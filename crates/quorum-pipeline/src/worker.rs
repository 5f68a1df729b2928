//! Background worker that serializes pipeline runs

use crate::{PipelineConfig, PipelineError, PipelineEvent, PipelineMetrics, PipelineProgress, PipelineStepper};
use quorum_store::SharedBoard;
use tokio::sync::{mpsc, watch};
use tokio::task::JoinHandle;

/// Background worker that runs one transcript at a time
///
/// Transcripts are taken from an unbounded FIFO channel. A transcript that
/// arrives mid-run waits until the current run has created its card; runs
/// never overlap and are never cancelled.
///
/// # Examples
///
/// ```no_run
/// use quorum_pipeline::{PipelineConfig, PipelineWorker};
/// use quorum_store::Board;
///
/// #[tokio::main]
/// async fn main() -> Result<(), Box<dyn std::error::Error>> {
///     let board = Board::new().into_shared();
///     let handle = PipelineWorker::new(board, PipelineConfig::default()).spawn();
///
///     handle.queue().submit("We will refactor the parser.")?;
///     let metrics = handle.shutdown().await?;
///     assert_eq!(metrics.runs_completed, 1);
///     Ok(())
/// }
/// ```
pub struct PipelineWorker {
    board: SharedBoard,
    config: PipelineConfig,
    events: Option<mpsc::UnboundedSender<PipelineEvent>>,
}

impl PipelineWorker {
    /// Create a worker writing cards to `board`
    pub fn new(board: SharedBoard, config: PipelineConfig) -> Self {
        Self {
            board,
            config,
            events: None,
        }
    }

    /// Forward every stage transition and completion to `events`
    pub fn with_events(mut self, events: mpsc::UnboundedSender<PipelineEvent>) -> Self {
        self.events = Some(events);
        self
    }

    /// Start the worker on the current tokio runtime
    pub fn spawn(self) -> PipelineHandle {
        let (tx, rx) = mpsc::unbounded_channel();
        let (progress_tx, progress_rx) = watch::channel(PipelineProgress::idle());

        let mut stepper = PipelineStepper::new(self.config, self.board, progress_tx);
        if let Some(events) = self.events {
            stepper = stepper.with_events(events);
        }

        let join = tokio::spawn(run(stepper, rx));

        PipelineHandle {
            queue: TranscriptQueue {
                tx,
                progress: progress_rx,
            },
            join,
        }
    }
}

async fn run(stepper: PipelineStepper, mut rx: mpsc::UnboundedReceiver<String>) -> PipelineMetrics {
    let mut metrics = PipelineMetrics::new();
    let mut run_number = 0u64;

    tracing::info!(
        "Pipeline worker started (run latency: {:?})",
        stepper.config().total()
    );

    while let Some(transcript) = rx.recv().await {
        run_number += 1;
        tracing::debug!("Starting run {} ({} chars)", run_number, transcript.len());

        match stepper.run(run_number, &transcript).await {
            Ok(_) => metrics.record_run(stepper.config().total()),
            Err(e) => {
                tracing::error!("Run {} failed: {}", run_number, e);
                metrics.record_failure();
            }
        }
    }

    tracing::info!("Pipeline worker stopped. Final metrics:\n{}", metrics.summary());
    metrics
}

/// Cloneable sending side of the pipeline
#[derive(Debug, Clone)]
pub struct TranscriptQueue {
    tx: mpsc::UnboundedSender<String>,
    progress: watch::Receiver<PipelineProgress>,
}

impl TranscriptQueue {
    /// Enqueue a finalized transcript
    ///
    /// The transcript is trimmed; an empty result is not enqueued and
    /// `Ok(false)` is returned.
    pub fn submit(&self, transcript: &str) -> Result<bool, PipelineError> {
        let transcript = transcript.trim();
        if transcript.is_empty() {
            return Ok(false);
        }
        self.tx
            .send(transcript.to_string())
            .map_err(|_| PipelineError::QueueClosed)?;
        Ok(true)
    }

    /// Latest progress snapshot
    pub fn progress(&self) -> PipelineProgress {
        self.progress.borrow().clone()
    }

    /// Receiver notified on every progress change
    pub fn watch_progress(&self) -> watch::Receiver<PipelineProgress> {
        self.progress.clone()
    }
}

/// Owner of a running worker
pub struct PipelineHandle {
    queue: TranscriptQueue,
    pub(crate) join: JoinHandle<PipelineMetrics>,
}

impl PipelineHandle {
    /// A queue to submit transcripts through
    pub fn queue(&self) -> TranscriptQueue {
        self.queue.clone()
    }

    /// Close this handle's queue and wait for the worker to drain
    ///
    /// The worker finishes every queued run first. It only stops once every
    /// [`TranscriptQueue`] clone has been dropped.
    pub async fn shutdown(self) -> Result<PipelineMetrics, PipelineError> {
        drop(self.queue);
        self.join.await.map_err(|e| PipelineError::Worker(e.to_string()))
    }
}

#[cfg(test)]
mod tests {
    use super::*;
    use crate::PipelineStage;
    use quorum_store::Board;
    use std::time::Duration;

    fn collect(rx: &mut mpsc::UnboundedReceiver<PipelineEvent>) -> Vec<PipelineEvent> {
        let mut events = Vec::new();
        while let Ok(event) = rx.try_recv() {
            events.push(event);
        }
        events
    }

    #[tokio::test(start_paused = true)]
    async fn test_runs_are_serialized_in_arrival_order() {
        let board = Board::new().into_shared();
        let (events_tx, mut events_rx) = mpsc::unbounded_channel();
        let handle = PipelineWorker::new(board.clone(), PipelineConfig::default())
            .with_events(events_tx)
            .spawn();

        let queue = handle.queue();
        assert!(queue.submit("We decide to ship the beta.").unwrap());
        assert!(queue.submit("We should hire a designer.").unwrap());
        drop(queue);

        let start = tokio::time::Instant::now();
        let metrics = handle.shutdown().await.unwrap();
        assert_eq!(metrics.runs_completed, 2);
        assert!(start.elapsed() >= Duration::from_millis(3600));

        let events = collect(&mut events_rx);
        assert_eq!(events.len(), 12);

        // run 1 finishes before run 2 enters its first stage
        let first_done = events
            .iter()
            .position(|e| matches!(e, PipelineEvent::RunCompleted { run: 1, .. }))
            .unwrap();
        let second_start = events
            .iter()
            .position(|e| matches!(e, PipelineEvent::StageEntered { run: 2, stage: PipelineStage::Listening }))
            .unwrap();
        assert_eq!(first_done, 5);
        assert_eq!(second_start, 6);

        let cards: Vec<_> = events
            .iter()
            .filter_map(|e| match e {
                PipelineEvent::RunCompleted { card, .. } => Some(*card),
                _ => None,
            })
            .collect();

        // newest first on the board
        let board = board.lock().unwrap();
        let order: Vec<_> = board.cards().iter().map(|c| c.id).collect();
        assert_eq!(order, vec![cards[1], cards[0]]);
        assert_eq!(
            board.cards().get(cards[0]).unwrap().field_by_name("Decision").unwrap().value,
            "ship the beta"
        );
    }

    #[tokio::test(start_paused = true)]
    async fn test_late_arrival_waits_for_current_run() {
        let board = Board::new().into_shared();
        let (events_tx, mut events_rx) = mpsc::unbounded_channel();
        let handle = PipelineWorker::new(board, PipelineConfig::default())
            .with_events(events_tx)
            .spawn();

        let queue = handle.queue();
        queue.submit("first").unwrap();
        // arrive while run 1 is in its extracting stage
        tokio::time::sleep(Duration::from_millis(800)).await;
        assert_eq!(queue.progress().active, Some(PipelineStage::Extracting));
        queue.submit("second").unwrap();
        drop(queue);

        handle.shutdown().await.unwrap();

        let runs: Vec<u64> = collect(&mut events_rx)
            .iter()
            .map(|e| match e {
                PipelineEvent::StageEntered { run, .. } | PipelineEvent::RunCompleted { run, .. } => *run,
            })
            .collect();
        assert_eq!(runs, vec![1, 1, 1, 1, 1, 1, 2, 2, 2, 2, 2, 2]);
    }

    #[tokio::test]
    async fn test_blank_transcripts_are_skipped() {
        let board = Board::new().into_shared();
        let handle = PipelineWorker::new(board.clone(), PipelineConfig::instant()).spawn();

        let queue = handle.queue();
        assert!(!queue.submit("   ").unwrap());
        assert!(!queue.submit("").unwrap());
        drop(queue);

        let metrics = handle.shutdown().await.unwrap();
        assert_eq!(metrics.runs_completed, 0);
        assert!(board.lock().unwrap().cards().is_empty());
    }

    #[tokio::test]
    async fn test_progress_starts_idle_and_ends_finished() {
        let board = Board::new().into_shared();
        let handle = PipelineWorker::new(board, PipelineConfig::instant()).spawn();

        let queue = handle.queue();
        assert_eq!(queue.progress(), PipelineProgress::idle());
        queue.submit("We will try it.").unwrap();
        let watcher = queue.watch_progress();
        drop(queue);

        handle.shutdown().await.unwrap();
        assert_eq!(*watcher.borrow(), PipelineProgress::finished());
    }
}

* **What to do**
Word for word, restate the listing above from its first line to the line with "Forward every stage", keeping both.

* **Answer box**
filename crates/quorum-pipeline/src/worker.rs
repository 5f68a1df729b2928
//! Background worker that serializes pipeline runs

use crate::{PipelineConfig, PipelineError, PipelineEvent, PipelineMetrics, PipelineProgress, PipelineStepper};
use quorum_store::SharedBoard;
use tokio::sync::{mpsc, watch};
use tokio::task::JoinHandle;

/// Background worker that runs one transcript at a time
///
/// Transcripts are taken from an unbounded FIFO channel. A transcript that
/// arrives mid-run waits until the current run has created its card; runs
/// never overlap and are never cancelled.
///
/// # Examples
///
/// ```no_run
/// use quorum_pipeline::{PipelineConfig, PipelineWorker};
/// use quorum_store::Board;
///
/// #[tokio::main]
/// async fn main() -> Result<(), Box<dyn std::error::Error>> {
///     let board = Board::new().into_shared();
///     let handle = PipelineWorker::new(board, PipelineConfig::default()).spawn();
///
///     handle.queue().submit("We will refactor the parser.")?;
///     let metrics = handle.shutdown().await?;
///     assert_eq!(metrics.runs_completed, 1);
///     Ok(())
/// }
/// ```
pub struct PipelineWorker {
    board: SharedBoard,
    config: PipelineConfig,
    events: Option<mpsc::UnboundedSender<PipelineEvent>>,
}

impl PipelineWorker {
    /// Create a worker writing cards to `board`
    pub fn new(board: SharedBoard, config: PipelineConfig) -> Self {
        Self {
            board,
            config,
            events: None,
        }
    }

    /// Forward every stage transition and completion to `events`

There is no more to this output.